======== Input data
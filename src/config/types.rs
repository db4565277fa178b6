// Configuration types module
// Defines all configuration-related data structures

use serde::{Deserialize, Serialize};

pub const DEFAULT_HOST: &str = "0.0.0.0";
pub const DEFAULT_PORT: u16 = 8080;
pub const DEFAULT_STATIC_DIR: &str = "./client/dist";
pub const DEFAULT_FALLBACK_FILE: &str = "index.html";

/// Main configuration structure
///
/// Loaded once at startup and read-only afterwards.
#[derive(Debug, Deserialize, Serialize, Clone)]
pub struct Config {
    pub host: String,
    pub port: u16,
    /// Directory holding the SPA build output
    pub static_dir: String,
    /// Shell file served for `/` and for unmatched client routes
    pub spa_fallback_file: String,
    /// Content-Security-Policy value, omitted when unset
    #[serde(default)]
    pub csp_header: Option<String>,
    /// Strict-Transport-Security max-age in seconds, omitted when unset or zero
    #[serde(default)]
    pub hsts_max_age: Option<u64>,
    #[serde(default)]
    pub workers: Option<usize>,
    /// Reject methods other than GET/HEAD/OPTIONS
    #[serde(default)]
    pub strict_methods: bool,
    /// Honour `X-Forwarded-Proto: https` when deciding whether to send HSTS
    #[serde(default)]
    pub trust_forwarded_proto: bool,
    /// Extra small files preloaded next to the fallback file
    #[serde(default = "default_preload")]
    pub preload: Vec<String>,
    #[serde(default)]
    pub security: SecurityHeadersConfig,
    #[serde(default)]
    pub compression: CompressionConfig,
    pub logging: LoggingConfig,
    pub performance: PerformanceConfig,
}

#[allow(clippy::missing_const_for_fn)]
fn default_preload() -> Vec<String> {
    vec!["vite.svg".to_string()]
}

impl Default for Config {
    fn default() -> Self {
        Self {
            host: DEFAULT_HOST.to_string(),
            port: DEFAULT_PORT,
            static_dir: DEFAULT_STATIC_DIR.to_string(),
            spa_fallback_file: DEFAULT_FALLBACK_FILE.to_string(),
            csp_header: None,
            hsts_max_age: None,
            workers: None,
            strict_methods: false,
            trust_forwarded_proto: false,
            preload: default_preload(),
            security: SecurityHeadersConfig::default(),
            compression: CompressionConfig::default(),
            logging: LoggingConfig::default(),
            performance: PerformanceConfig::default(),
        }
    }
}

/// Overrides for the always-on security headers
#[derive(Debug, Deserialize, Serialize, Clone, Default)]
pub struct SecurityHeadersConfig {
    #[serde(default)]
    pub x_content_type_options: Option<String>,
    #[serde(default)]
    pub x_frame_options: Option<String>,
    #[serde(default)]
    pub referrer_policy: Option<String>,
    #[serde(default)]
    pub permissions_policy: Option<String>,
}

/// Response compression settings
#[derive(Debug, Deserialize, Serialize, Clone)]
pub struct CompressionConfig {
    #[serde(default = "default_compression_enabled")]
    pub enabled: bool,
    /// Brotli quality, 0-11
    #[serde(default = "default_brotli_quality")]
    pub brotli_quality: u32,
    /// Gzip level, 0-9
    #[serde(default = "default_gzip_level")]
    pub gzip_level: u32,
    /// Bodies smaller than this are sent uncompressed
    #[serde(default)]
    pub min_size: usize,
}

#[allow(clippy::missing_const_for_fn)]
fn default_compression_enabled() -> bool {
    true
}

#[allow(clippy::missing_const_for_fn)]
fn default_brotli_quality() -> u32 {
    5
}

#[allow(clippy::missing_const_for_fn)]
fn default_gzip_level() -> u32 {
    6
}

impl Default for CompressionConfig {
    fn default() -> Self {
        Self {
            enabled: default_compression_enabled(),
            brotli_quality: default_brotli_quality(),
            gzip_level: default_gzip_level(),
            min_size: 0,
        }
    }
}

/// Logging configuration
#[derive(Debug, Deserialize, Serialize, Clone)]
pub struct LoggingConfig {
    /// Minimum level: error, warn, info or debug
    pub level: String,
    pub access_log: bool,
    /// Access log format (combined, common or json)
    #[serde(default = "default_access_log_format")]
    pub access_log_format: String,
    /// Access log file path (optional, stdout if not set)
    #[serde(default)]
    pub access_log_file: Option<String>,
    /// Error log file path (optional, stderr if not set)
    #[serde(default)]
    pub error_log_file: Option<String>,
}

#[allow(clippy::missing_const_for_fn)]
fn default_access_log_format() -> String {
    "combined".to_string()
}

impl Default for LoggingConfig {
    fn default() -> Self {
        Self {
            level: "info".to_string(),
            access_log: true,
            access_log_format: default_access_log_format(),
            access_log_file: None,
            error_log_file: None,
        }
    }
}

/// Performance configuration
#[derive(Debug, Deserialize, Serialize, Clone)]
pub struct PerformanceConfig {
    pub keep_alive_timeout: u64,
    pub read_timeout: u64,
    pub write_timeout: u64,
    pub max_connections: Option<u64>,
}

impl Default for PerformanceConfig {
    fn default() -> Self {
        Self {
            keep_alive_timeout: 75,
            read_timeout: 30,
            write_timeout: 30,
            max_connections: None,
        }
    }
}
================
→ **Work instructions**
Looking at the records above, in how many lines does the word "SecurityHeadersConfig" occur? Reply with the number alone.

→ **Answer for this exercise**
3